EXERCISE AIM — Copy, word for word, each line of the data below from the first through the line containing "errors: the pool", and stop there.

*** SOURCE MATERIAL

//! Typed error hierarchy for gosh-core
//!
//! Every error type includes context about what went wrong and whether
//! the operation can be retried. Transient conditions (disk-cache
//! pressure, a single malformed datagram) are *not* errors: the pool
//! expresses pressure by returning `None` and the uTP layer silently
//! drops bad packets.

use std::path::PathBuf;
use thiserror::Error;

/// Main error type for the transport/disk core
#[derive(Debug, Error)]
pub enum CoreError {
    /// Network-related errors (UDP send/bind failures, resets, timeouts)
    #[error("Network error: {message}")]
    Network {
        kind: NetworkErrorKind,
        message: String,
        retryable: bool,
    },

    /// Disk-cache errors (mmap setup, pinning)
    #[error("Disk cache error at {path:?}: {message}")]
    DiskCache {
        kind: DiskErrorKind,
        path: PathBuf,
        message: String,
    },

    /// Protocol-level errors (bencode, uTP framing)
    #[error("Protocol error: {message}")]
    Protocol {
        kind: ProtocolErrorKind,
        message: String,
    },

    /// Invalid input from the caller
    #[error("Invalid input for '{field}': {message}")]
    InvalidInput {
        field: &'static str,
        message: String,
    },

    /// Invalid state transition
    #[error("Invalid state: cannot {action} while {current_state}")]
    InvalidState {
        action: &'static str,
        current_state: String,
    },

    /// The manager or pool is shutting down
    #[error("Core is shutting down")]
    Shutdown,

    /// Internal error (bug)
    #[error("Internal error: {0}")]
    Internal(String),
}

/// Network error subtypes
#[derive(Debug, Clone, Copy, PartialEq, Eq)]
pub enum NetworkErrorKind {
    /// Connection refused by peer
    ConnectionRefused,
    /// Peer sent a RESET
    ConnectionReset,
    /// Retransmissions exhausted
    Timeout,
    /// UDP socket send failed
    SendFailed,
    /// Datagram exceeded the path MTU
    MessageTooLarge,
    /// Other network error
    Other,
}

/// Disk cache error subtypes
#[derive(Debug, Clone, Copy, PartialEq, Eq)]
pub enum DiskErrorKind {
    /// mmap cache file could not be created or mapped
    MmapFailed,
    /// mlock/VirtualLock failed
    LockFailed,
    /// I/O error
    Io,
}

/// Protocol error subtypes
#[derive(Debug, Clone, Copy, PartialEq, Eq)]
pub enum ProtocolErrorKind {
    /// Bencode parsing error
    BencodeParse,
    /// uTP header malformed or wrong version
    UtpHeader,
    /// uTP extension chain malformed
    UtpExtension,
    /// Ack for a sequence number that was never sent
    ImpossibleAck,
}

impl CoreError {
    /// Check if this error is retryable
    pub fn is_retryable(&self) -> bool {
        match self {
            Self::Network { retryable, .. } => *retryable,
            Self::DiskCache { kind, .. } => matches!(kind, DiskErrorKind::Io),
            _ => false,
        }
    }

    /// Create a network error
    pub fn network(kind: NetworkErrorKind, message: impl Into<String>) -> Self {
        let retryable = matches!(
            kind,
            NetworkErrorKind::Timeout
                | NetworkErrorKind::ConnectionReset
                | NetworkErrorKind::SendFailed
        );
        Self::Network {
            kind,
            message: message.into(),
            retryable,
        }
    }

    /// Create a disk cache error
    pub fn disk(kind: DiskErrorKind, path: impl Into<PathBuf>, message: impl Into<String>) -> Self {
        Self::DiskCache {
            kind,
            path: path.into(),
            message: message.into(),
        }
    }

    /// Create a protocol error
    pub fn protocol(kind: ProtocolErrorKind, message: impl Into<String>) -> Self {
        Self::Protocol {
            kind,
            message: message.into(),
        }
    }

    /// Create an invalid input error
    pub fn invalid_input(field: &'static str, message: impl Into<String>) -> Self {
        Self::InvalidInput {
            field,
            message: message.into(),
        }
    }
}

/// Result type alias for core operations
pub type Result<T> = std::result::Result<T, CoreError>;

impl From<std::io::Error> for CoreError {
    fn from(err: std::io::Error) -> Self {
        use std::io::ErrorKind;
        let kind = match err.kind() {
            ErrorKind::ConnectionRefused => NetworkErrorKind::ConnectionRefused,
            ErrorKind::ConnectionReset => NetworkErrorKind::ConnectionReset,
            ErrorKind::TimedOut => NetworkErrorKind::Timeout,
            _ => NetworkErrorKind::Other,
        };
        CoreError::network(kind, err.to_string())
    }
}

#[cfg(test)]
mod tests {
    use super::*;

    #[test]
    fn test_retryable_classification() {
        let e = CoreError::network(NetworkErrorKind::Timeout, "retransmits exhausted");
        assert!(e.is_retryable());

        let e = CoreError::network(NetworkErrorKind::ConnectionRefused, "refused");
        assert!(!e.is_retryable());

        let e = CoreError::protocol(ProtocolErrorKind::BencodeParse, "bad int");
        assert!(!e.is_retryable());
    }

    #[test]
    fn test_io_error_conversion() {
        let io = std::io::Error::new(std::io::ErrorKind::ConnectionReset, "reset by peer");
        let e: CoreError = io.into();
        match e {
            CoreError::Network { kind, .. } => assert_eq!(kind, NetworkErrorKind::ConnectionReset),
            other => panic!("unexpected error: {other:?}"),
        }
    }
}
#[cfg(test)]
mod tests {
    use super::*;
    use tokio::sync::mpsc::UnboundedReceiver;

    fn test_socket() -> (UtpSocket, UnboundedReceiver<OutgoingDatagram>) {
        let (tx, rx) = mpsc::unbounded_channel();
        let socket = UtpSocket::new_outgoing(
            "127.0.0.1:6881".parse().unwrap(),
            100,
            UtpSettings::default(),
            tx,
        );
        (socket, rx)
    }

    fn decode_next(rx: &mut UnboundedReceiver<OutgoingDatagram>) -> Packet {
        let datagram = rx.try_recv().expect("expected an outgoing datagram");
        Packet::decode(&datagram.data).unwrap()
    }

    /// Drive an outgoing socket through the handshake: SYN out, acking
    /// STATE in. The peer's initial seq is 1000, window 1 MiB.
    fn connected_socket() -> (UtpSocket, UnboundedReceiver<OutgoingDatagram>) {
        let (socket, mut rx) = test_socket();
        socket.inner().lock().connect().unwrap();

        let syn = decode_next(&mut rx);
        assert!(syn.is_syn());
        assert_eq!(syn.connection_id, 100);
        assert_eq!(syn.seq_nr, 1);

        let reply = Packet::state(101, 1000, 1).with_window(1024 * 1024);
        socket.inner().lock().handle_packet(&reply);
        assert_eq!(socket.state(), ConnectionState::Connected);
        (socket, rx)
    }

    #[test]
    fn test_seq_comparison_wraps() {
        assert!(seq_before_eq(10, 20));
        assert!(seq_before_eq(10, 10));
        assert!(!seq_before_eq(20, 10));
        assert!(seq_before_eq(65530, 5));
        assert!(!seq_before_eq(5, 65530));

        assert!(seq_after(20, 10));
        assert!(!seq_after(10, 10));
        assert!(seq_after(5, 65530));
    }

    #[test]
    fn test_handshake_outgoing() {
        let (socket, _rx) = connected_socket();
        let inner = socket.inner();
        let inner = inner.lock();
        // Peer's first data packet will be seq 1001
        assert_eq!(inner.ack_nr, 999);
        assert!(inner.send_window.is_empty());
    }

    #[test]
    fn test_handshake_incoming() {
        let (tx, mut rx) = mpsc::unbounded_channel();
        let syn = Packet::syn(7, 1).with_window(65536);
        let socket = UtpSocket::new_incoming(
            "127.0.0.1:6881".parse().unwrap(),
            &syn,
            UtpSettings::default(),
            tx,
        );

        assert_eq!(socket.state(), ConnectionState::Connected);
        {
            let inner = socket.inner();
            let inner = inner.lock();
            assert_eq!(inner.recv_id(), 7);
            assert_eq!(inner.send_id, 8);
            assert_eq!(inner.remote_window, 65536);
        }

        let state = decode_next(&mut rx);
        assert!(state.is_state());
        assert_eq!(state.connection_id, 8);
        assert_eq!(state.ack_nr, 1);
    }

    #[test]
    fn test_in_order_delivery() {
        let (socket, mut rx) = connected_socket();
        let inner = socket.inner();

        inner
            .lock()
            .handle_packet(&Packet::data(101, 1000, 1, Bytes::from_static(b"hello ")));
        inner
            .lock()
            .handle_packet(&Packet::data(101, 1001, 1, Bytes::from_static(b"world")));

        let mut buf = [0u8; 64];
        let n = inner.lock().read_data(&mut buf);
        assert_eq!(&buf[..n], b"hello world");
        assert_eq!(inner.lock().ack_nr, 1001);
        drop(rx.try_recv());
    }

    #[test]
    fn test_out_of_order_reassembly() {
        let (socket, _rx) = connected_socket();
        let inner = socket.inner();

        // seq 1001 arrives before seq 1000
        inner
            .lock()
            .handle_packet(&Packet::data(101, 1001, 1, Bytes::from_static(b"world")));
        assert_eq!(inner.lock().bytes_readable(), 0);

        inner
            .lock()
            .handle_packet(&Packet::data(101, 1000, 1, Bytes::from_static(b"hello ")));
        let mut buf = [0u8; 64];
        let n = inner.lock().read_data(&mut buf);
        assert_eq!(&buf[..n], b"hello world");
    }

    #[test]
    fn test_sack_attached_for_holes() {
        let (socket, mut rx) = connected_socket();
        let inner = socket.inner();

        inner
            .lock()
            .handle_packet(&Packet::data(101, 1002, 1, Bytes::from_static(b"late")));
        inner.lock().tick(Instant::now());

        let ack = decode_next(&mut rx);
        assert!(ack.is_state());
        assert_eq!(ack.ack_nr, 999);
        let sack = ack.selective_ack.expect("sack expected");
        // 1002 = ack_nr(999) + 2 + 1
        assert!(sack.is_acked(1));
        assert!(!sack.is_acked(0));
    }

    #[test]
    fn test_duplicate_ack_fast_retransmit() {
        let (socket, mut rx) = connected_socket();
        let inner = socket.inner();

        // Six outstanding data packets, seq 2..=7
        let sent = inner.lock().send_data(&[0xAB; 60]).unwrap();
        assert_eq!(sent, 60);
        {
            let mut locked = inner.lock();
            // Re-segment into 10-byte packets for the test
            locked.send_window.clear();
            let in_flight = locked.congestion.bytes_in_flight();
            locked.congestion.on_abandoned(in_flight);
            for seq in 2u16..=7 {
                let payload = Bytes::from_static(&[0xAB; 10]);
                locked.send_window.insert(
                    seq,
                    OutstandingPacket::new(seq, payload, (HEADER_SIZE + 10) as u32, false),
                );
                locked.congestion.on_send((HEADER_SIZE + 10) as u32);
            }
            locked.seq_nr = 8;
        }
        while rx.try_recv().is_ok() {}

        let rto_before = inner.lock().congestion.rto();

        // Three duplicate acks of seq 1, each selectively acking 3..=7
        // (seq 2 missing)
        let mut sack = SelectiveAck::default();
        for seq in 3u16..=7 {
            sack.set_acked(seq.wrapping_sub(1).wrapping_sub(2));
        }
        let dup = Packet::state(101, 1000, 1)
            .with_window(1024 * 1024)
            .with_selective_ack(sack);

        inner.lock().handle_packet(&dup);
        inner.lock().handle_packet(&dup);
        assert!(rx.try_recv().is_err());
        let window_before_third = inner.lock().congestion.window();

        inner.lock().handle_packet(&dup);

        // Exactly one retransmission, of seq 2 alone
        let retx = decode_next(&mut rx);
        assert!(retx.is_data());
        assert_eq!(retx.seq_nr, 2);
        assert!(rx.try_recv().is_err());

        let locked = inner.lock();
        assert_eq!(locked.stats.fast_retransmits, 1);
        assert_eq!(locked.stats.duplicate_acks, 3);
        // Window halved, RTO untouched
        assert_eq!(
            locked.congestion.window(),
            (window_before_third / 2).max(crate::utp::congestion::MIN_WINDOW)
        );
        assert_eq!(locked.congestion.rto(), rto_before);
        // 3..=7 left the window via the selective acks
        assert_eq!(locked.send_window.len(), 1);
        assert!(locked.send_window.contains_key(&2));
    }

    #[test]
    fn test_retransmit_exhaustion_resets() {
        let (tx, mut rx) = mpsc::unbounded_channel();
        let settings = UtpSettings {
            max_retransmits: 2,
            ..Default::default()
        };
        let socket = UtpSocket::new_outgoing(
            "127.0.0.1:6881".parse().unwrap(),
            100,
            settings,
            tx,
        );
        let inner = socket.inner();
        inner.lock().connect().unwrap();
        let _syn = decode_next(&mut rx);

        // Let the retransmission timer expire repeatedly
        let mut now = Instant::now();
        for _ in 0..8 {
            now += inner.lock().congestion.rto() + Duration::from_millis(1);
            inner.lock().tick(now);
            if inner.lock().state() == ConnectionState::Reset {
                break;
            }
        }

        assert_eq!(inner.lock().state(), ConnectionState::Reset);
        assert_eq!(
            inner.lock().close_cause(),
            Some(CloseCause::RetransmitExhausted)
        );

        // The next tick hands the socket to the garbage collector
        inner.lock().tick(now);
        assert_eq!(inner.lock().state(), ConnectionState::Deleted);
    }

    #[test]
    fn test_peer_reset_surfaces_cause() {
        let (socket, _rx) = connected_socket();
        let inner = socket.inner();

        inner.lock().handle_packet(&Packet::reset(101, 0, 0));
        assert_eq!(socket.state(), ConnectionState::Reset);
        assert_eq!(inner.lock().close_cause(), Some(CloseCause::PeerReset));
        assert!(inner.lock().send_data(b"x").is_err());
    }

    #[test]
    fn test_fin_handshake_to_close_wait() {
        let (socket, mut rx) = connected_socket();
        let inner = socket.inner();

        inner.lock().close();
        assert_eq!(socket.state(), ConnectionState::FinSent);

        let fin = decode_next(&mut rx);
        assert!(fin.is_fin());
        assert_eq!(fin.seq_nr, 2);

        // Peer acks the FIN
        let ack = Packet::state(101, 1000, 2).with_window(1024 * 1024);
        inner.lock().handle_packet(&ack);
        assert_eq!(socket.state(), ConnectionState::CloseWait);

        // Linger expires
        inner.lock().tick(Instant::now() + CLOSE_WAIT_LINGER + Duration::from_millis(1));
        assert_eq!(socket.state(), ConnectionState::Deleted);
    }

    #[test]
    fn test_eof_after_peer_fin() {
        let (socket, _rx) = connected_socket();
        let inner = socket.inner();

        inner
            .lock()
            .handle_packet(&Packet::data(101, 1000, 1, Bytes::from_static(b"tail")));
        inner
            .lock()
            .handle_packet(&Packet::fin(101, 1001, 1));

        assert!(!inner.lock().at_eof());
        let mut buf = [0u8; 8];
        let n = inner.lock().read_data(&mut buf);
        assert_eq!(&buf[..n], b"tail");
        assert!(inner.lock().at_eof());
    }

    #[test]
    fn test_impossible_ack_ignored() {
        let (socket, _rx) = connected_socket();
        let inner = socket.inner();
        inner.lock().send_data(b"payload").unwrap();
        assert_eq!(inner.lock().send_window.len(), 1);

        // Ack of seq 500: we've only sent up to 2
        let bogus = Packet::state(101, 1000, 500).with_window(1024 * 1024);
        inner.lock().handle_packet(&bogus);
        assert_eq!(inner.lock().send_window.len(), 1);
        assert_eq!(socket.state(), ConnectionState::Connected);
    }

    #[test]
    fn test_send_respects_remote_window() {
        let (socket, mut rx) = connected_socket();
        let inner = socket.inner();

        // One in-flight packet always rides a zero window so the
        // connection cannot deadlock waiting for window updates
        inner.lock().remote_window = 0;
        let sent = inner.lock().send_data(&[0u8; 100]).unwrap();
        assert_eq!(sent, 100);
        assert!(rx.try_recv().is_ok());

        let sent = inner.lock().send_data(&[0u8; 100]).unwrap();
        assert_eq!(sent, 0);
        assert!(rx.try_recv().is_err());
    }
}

******

EXPECTED ANSWER —
//! Typed error hierarchy for gosh-core
//!
//! Every error type includes context about what went wrong and whether
//! the operation can be retried. Transient conditions (disk-cache
//! pressure, a single malformed datagram) are *not* errors: the pool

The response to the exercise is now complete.